Trump has always been an entertainer from the beginning and it is in the entertainingly simplistic way he speaks that people find interest in his candidacy.
As Einstein said, "If you can't explain it simply then you don't understand it yourself," but some, it seems, inductively infer because Trump speaks so simply he must understand what he is talking about, but some would argue he does not speak eloquently because he does not have it in him. Point that out though and the point remains that neither he nor his supporters care (#GreasedPigPolitics), and in some ways I find that marvelous.
We live in a country with significant influence in the world, and there are many things we can do with that.

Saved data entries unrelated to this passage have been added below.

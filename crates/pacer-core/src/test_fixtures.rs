//! Shared fixtures for unit tests.

use jiff::civil::{date, time};

use crate::{
    i18n::Localizer,
    models::{Gender, Language, Plan, PlanConfig, Profile, UnitSystem, Weight, WeightUnit},
    planner::PlanBuilder,
};

pub(crate) fn create_test_profile() -> Profile {
    Profile {
        name: Some("Alex Runner".to_string()),
        email: Some("alex@example.com".to_string()),
        age: 35,
        weight: Weight::kg(70.0),
        gender: Gender::Female,
        language: Language::En,
        units: UnitSystem::Metric,
        start_date: date(2025, 7, 15),
        session_time: time(7, 30, 0, 0),
        goal: Some("Finish my first parkrun".to_string()),
        anonymize: false,
    }
}

pub(crate) fn profile_with(age: u32, weight: Weight) -> Profile {
    let units = match weight.unit {
        WeightUnit::Kg => UnitSystem::Metric,
        WeightUnit::Lb => UnitSystem::Imperial,
    };
    Profile {
        age,
        weight,
        units,
        ..create_test_profile()
    }
}

pub(crate) fn create_test_plan() -> Plan {
    PlanBuilder::new(Localizer::builtin())
        .build(&create_test_profile(), &PlanConfig::default())
        .expect("fixture plan builds")
}

pub(crate) fn create_short_plan(weeks: u32) -> Plan {
    let config = PlanConfig {
        weeks,
        ..PlanConfig::default()
    };
    PlanBuilder::new(Localizer::builtin())
        .build(&create_test_profile(), &config)
        .expect("fixture plan builds")
}
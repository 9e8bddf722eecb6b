//! One-line status messages for command feedback.

use std::fmt;

/// Severity of an [`OperationStatus`].
#[derive(Debug, Clone, Copy, PartialEq, Eq)]
pub enum StatusLevel {
    Success,
    /// Finished, but some parts failed
    Partial,
    Failure,
}

/// A status line such as `Success: wrote 11 artifacts`.
#[derive(Debug, Clone, PartialEq, Eq)]
pub struct OperationStatus {
    pub message: String,
    pub level: StatusLevel,
}

impl OperationStatus {
    pub fn success(message: impl Into<String>) -> Self {
        Self {
            message: message.into(),
            level: StatusLevel::Success,
        }
    }

    pub fn partial(message: impl Into<String>) -> Self {
        Self {
            message: message.into(),
            level: StatusLevel::Partial,
        }
    }

    pub fn failure(message: impl Into<String>) -> Self {
        Self {
            message: message.into(),
            level: StatusLevel::Failure,
        }
    }
}

impl fmt::Display for OperationStatus {
    fn fmt(&self, f: &mut fmt::Formatter<'_>) -> fmt::Result {
        let prefix = match self.level {
            StatusLevel::Success => "Success:",
            StatusLevel::Partial => "Partial:",
            StatusLevel::Failure => "Error:",
        };
        writeln!(f, "{prefix} {}", self.message)
    }
}

#[cfg(test)]
mod tests {
    use super::*;

    #[test]
    fn test_operation_status_display() {
        assert_eq!(
            OperationStatus::success("wrote 3 artifacts").to_string(),
            "Success: wrote 3 artifacts\n"
        );
        assert!(OperationStatus::partial("1 format failed")
            .to_string()
            .starts_with("Partial:"));
        assert!(OperationStatus::failure("no plan").to_string().starts_with("Error:"));
    }
}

Handing the nuclear codes to Trump and saying, "have at it," should not be high up on our list though, especially if we want to fix the problems in our healthcare system and manage economic inequality.
We can't punish women for having abortions, we can't murder the civilian families of terrorists in the middle-east, we cannot bring back water-boarding and more severe forms of torture whether or not they work, we can't force Mexico to pay for a wall we do not need, and he can't genuinely suggest that we ban muslims from entering the United States (nor can we sign petitions to ban Trump from the UK, sorry, it was funny, but no).
It does not take a political science degree to recognize that this man's value is in his spectacle. The election process has become entertainment, and we should not be voting like this is The Voice. Once 'the season' is over no one receives a $5 million record deal, they inherit a $19 trillion national debt, and we should not want to put that in the hands of the man who bankrupt four businesses.
So, if you are anything like me, you will not be voting for Trump this November. Now I have to go make some more coffee.